● WORK ORDER
Throughout the records below, find each line holding "coords" and copy it.
○ ○ ○ ○ ○ ○ ○
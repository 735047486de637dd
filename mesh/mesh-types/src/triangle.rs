//! Triangle facet with closest-point projection.

use nalgebra::{Point3, Vector3};

#[cfg(feature = "serde")]
use serde::{Deserialize, Serialize};

use crate::{Aabb, Facet, Segment};

/// Relative padding applied to boxes in separating-axis tests.
///
/// Overlap tests must never report a false negative, so touching and
/// nearly-touching configurations are treated as overlapping.
const OVERLAP_TOLERANCE: f64 = 1e-10;

/// A triangle with concrete vertex positions.
///
/// Triangles are the facets of a wall surface. They are plain `Copy` values
/// and are never mutated once built.
///
/// # Example
///
/// ```
/// use mesh_types::{Facet, Point3, Triangle};
///
/// let tri = Triangle::new(
///     Point3::new(0.0, 0.0, 0.0),
///     Point3::new(1.0, 0.0, 0.0),
///     Point3::new(0.0, 1.0, 0.0),
/// );
///
/// let p = tri.closest_point(&Point3::new(0.25, 0.25, 3.0));
/// assert!((p.z - 0.0).abs() < 1e-12);
/// assert!((tri.area() - 0.5).abs() < 1e-12);
/// ```
#[derive(Debug, Clone, Copy, PartialEq)]
#[cfg_attr(feature = "serde", derive(Serialize, Deserialize))]
pub struct Triangle {
    /// First vertex.
    pub v0: Point3<f64>,
    /// Second vertex.
    pub v1: Point3<f64>,
    /// Third vertex.
    pub v2: Point3<f64>,
}

impl Triangle {
    /// Create a new triangle from three points.
    #[inline]
    #[must_use]
    pub const fn new(v0: Point3<f64>, v1: Point3<f64>, v2: Point3<f64>) -> Self {
        Self { v0, v1, v2 }
    }

    /// Create a triangle from coordinate arrays.
    #[inline]
    #[must_use]
    #[allow(clippy::missing_const_for_fn)] // Point3::new is not const in nalgebra
    pub fn from_arrays(v0: [f64; 3], v1: [f64; 3], v2: [f64; 3]) -> Self {
        Self {
            v0: Point3::from(v0),
            v1: Point3::from(v1),
            v2: Point3::from(v2),
        }
    }

    /// Vertex coordinates as plain arrays.
    #[inline]
    #[must_use]
    pub fn to_arrays(&self) -> [[f64; 3]; 3] {
        [self.v0.coords.into(), self.v1.coords.into(), self.v2.coords.into()]
    }

    /// Compute the (unnormalized) face normal via cross product.
    ///
    /// The magnitude equals twice the triangle's area.
    #[inline]
    #[must_use]
    pub fn normal_unnormalized(&self) -> Vector3<f64> {
        let e1 = self.v1 - self.v0;
        let e2 = self.v2 - self.v0;
        e1.cross(&e2)
    }

    /// Compute the area of the triangle.
    #[inline]
    #[must_use]
    pub fn area(&self) -> f64 {
        self.normal_unnormalized().norm() * 0.5
    }

    /// Get the three edges as segments, in order v0→v1, v1→v2, v2→v0.
    #[must_use]
    pub const fn edges(&self) -> [Segment; 3] {
        [
            Segment::new(self.v0, self.v1),
            Segment::new(self.v1, self.v2),
            Segment::new(self.v2, self.v0),
        ]
    }

    /// Get the length of the longest edge.
    #[inline]
    #[must_use]
    pub fn max_edge_length(&self) -> f64 {
        let [a, b, c] = self.edges().map(|e| e.length());
        a.max(b).max(c)
    }

    /// Check whether the triangle has (numerically) zero area.
    ///
    /// The test is scale-free: the cross product of two edges is compared
    /// against the square of the longest edge.
    #[must_use]
    pub fn is_degenerate(&self) -> bool {
        let longest = self.max_edge_length();
        let scale = longest * longest * f64::EPSILON;
        self.normal_unnormalized().norm_squared() <= scale * scale
    }

    /// Get vertices as an array.
    #[inline]
    #[must_use]
    pub const fn vertices(&self) -> [Point3<f64>; 3] {
        [self.v0, self.v1, self.v2]
    }

    /// Closest point of a non-degenerate triangle.
    ///
    /// Region-based projection from "Real-Time Collision Detection"
    /// (Ericson): classify the query against the vertex, edge and face
    /// Voronoi regions and project accordingly.
    fn closest_point_regular(&self, point: &Point3<f64>) -> Point3<f64> {
        let (v0, v1, v2) = (self.v0, self.v1, self.v2);
        let ab = v1 - v0;
        let ac = v2 - v0;
        let ap = point - v0;

        let d1 = ab.dot(&ap);
        let d2 = ac.dot(&ap);
        if d1 <= 0.0 && d2 <= 0.0 {
            return v0;
        }

        let bp = point - v1;
        let d3 = ab.dot(&bp);
        let d4 = ac.dot(&bp);
        if d3 >= 0.0 && d4 <= d3 {
            return v1;
        }

        let vc = d1 * d4 - d3 * d2;
        if vc <= 0.0 && d1 >= 0.0 && d3 <= 0.0 {
            let v = d1 / (d1 - d3);
            return v0 + ab * v;
        }

        let cp = point - v2;
        let d5 = ab.dot(&cp);
        let d6 = ac.dot(&cp);
        if d6 >= 0.0 && d5 <= d6 {
            return v2;
        }

        let vb = d5 * d2 - d1 * d6;
        if vb <= 0.0 && d2 >= 0.0 && d6 <= 0.0 {
            let w = d2 / (d2 - d6);
            return v0 + ac * w;
        }

        let va = d3 * d6 - d5 * d4;
        if va <= 0.0 && (d4 - d3) >= 0.0 && (d5 - d6) >= 0.0 {
            let w = (d4 - d3) / ((d4 - d3) + (d5 - d6));
            return v1 + (v2 - v1) * w;
        }

        let denom = 1.0 / (va + vb + vc);
        let v = vb * denom;
        let w = vc * denom;
        v0 + ab * v + ac * w
    }

    /// Closest point over the three edges; used when the face has no area.
    fn closest_point_on_edges(&self, point: &Point3<f64>) -> Point3<f64> {
        let mut best = self.v0;
        let mut best_sq = f64::INFINITY;
        for edge in self.edges() {
            let candidate = edge.closest_point(point);
            let d = (candidate - point).norm_squared();
            if d < best_sq {
                best_sq = d;
                best = candidate;
            }
        }
        best
    }
}

impl Facet for Triangle {
    fn extent(&self) -> Aabb {
        Aabb::from_points([self.v0, self.v1, self.v2].iter())
    }

    fn centroid(&self) -> Point3<f64> {
        Point3::new(
            (self.v0.x + self.v1.x + self.v2.x) / 3.0,
            (self.v0.y + self.v1.y + self.v2.y) / 3.0,
            (self.v0.z + self.v1.z + self.v2.z) / 3.0,
        )
    }

    /// Nearest point on the triangle to `query`.
    ///
    /// Degenerate triangles (collinear or coincident vertices) are projected
    /// onto their edges instead, which also covers the single-vertex case.
    fn closest_point(&self, query: &Point3<f64>) -> Point3<f64> {
        if self.is_degenerate() {
            self.closest_point_on_edges(query)
        } else {
            self.closest_point_regular(query)
        }
    }

    /// Separating-axis triangle/box overlap test (Akenine-Möller).
    fn intersects_aabb(&self, aabb: &Aabb) -> bool {
        if aabb.is_empty() || !self.extent().intersects(&aabb.expanded(tolerance_for(aabb))) {
            return false;
        }
        let c = aabb.center();
        let half = aabb.size() * 0.5;
        let verts = [self.v0 - c, self.v1 - c, self.v2 - c];
        let tol = tolerance_for(aabb);

        let normal = self.normal_unnormalized();
        if separated_on_axis(&normal, &verts, &half, tol) {
            return false;
        }

        let edges = [verts[1] - verts[0], verts[2] - verts[1], verts[0] - verts[2]];
        for edge in &edges {
            for unit in [Vector3::x(), Vector3::y(), Vector3::z()] {
                if separated_on_axis(&unit.cross(edge), &verts, &half, tol) {
                    return false;
                }
            }
        }
        true
    }
}

/// Absolute padding for overlap tests against `aabb`.
pub(crate) fn tolerance_for(aabb: &Aabb) -> f64 {
    let scale = aabb.radius() + aabb.center().coords.amax();
    OVERLAP_TOLERANCE * (1.0 + scale)
}

/// Check whether `axis` separates the points from a box centered at the
/// origin with half-extents `half`.
pub(crate) fn separated_on_axis(
    axis: &Vector3<f64>,
    points: &[Vector3<f64>],
    half: &Vector3<f64>,
    tol: f64,
) -> bool {
    let len = axis.norm();
    if len == 0.0 {
        return false;
    }
    let r = half.x * axis.x.abs() + half.y * axis.y.abs() + half.z * axis.z.abs() + tol * len;
    let (lo, hi) = points.iter().fold((f64::INFINITY, f64::NEG_INFINITY), |(lo, hi), p| {
        let d = axis.dot(p);
        (lo.min(d), hi.max(d))
    });
    lo > r || hi < -r
}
○ ○ ○ ○ ○ ○ ○
● EXERCISE RESULT
        [self.v0.coords.into(), self.v1.coords.into(), self.v2.coords.into()]
    let scale = aabb.radius() + aabb.center().coords.amax();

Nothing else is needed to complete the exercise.